[Dataset entries]
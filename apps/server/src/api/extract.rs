//! Request extraction helpers

use axum::async_trait;
use axum::extract::FromRequestParts;
use axum::http::request::Parts;
use uuid::Uuid;

/// Header carrying the calling practitioner's id.
pub const ACTOR_HEADER: &str = "x-practitioner-id";

/// Identity of the calling practitioner.
///
/// Authentication proper terminates in front of this service; the gateway
/// forwards the authenticated practitioner id in `x-practitioner-id` and
/// the header is trusted as-is. A missing or malformed header rejects the
/// request before any handler runs.
#[derive(Debug, Clone, Copy)]
pub struct ActorId(pub Uuid);

#[async_trait]
impl<S> FromRequestParts<S> for ActorId
where
    S: Send + Sync,
{
    type Rejection = crate::Error;

    async fn from_request_parts(parts: &mut Parts, _state: &S) -> Result<Self, Self::Rejection> {
        let raw = parts
            .headers
            .get(ACTOR_HEADER)
            .and_then(|v| v.to_str().ok())
            .ok_or(crate::Error::Unauthenticated)?;
        let id = raw.parse::<Uuid>().map_err(|_| crate::Error::Unauthenticated)?;
        Ok(ActorId(id))
    }
}

#[cfg(test)]
mod tests {
    use super::*;
    use axum::http::Request;

    async fn extract(header: Option<&str>) -> Result<ActorId, crate::Error> {
        let mut builder = Request::builder().uri("/records");
        if let Some(value) = header {
            builder = builder.header(ACTOR_HEADER, value);
        }
        let (mut parts, _) = builder.body(()).unwrap().into_parts();
        ActorId::from_request_parts(&mut parts, &()).await
    }

    #[tokio::test]
    async fn test_extracts_valid_practitioner_id() {
        let id = Uuid::new_v4();
        let actor = extract(Some(&id.to_string())).await.unwrap();
        assert_eq!(actor.0, id);
    }

    #[tokio::test]
    async fn test_missing_header_is_rejected() {
        assert!(matches!(
            extract(None).await,
            Err(crate::Error::Unauthenticated)
        ));
    }

    #[tokio::test]
    async fn test_malformed_id_is_rejected() {
        assert!(matches!(
            extract(Some("not-a-uuid")).await,
            Err(crate::Error::Unauthenticated)
        ));
    }
}
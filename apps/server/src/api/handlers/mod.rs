pub mod communications;
pub mod records;
//! Logging initialization.

use tracing_subscriber::{fmt, layer::SubscriberExt, util::SubscriberInitExt, EnvFilter};

use crate::config::LoggingConfig;

/// Installs the global tracing subscriber.
///
/// `RUST_LOG` wins when set; otherwise the configured level applies to the
/// whole tree. With `logging.json` enabled, lines are emitted as JSON for
/// log shippers.
pub fn init_logging(config: &LoggingConfig) -> anyhow::Result<()> {
    let filter = EnvFilter::try_from_default_env().unwrap_or_else(|_| EnvFilter::new(&config.level));

    if config.json {
        tracing_subscriber::registry()
            .with(filter)
            .with(fmt::layer().json())
            .try_init()?;
    } else {
        tracing_subscriber::registry()
            .with(filter)
            .with(fmt::layer())
            .try_init()?;
    }

    Ok(())
}
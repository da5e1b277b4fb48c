//! Wire models for transaction documents and the record content graph.

use serde::{Deserialize, Serialize};
use serde_json::Value as JsonValue;

/// The resource graph stored on one clinical record.
///
/// The patient slot is mandatory. Encounter, condition and procedure are
/// optional singletons; allergies, observations and medications are ordered
/// collections whose element order is preserved end to end.
#[derive(Debug, Clone, Default, PartialEq, Serialize, Deserialize)]
#[serde(rename_all = "camelCase")]
pub struct RecordContent {
    /// Subject of care. `Null` when absent from the input; every consumer
    /// checks for an object before acting.
    #[serde(default)]
    pub patient: JsonValue,
    #[serde(default, skip_serializing_if = "Option::is_none")]
    pub encounter: Option<JsonValue>,
    #[serde(default, skip_serializing_if = "Option::is_none")]
    pub condition: Option<JsonValue>,
    #[serde(default, skip_serializing_if = "Option::is_none")]
    pub procedure: Option<JsonValue>,
    #[serde(default)]
    pub allergies: Vec<JsonValue>,
    #[serde(default)]
    pub observations: Vec<JsonValue>,
    #[serde(default)]
    pub medications: Vec<JsonValue>,
}

impl RecordContent {
    /// Number of resources present across all slots.
    pub fn resource_count(&self) -> usize {
        1 + self.encounter.is_some() as usize
            + self.condition.is_some() as usize
            + self.procedure.is_some() as usize
            + self.allergies.len()
            + self.observations.len()
            + self.medications.len()
    }
}

/// A transaction document ready for submission to an external registry.
#[derive(Debug, Clone, PartialEq, Serialize, Deserialize)]
#[serde(rename_all = "camelCase")]
pub struct Bundle {
    pub resource_type: String,
    #[serde(rename = "type")]
    pub bundle_type: String,
    pub entry: Vec<BundleEntry>,
}

#[derive(Debug, Clone, PartialEq, Serialize, Deserialize)]
#[serde(rename_all = "camelCase")]
pub struct BundleEntry {
    pub full_url: String,
    pub resource: JsonValue,
    pub request: BundleRequest,
}

#[derive(Debug, Clone, PartialEq, Serialize, Deserialize)]
pub struct BundleRequest {
    pub method: String,
    pub url: String,
}

/// Returns the `resourceType` of a JSON resource when present and non-empty.
pub fn resource_type_of(resource: &JsonValue) -> Option<&str> {
    resource
        .get("resourceType")
        .and_then(|v| v.as_str())
        .filter(|t| !t.is_empty())
}
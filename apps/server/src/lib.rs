//! Kurier clinical-record exchange server.
//!
//! Kurier stores clinical records and moves them between healthcare
//! organizations. Outbound, a record is assembled into a self-contained
//! transaction document and dispatched to an external registry; inbound,
//! submitted documents are validated, tracked through a communication
//! status state machine and, on explicit clinician action, ingested as new
//! local records.

pub mod api;
pub mod config;
pub mod db;
pub mod error;
pub mod logging;
pub mod models;
pub mod services;
pub mod state;

pub use error::{Error, Result};
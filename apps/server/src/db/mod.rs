//! Persistence layer.
//!
//! Services depend on the store traits only. `memory` backs tests and
//! single-process development; `postgres` is the production backend.

pub mod memory;
pub mod postgres;
pub mod traits;

pub use memory::{InMemoryCommunicationStore, InMemoryPractitionerDirectory, InMemoryRecordStore};
pub use postgres::{PostgresCommunicationStore, PostgresPractitionerDirectory, PostgresRecordStore};
pub use traits::{CommunicationStore, PractitionerDirectory, RecordStore};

WHAT IS BEING ASKED =>
If a line comes after the one that contains "calling practitioner's id.", leave it out; return every line of the entries up to that point exactly, starting with the first, with that line included.

RESULT FOR THIS TASK =>
filename apps/server/src/api/extract.rs
//! Request extraction helpers

use axum::async_trait;
use axum::extract::FromRequestParts;
use axum::http::request::Parts;
use uuid::Uuid;

/// Header carrying the calling practitioner's id.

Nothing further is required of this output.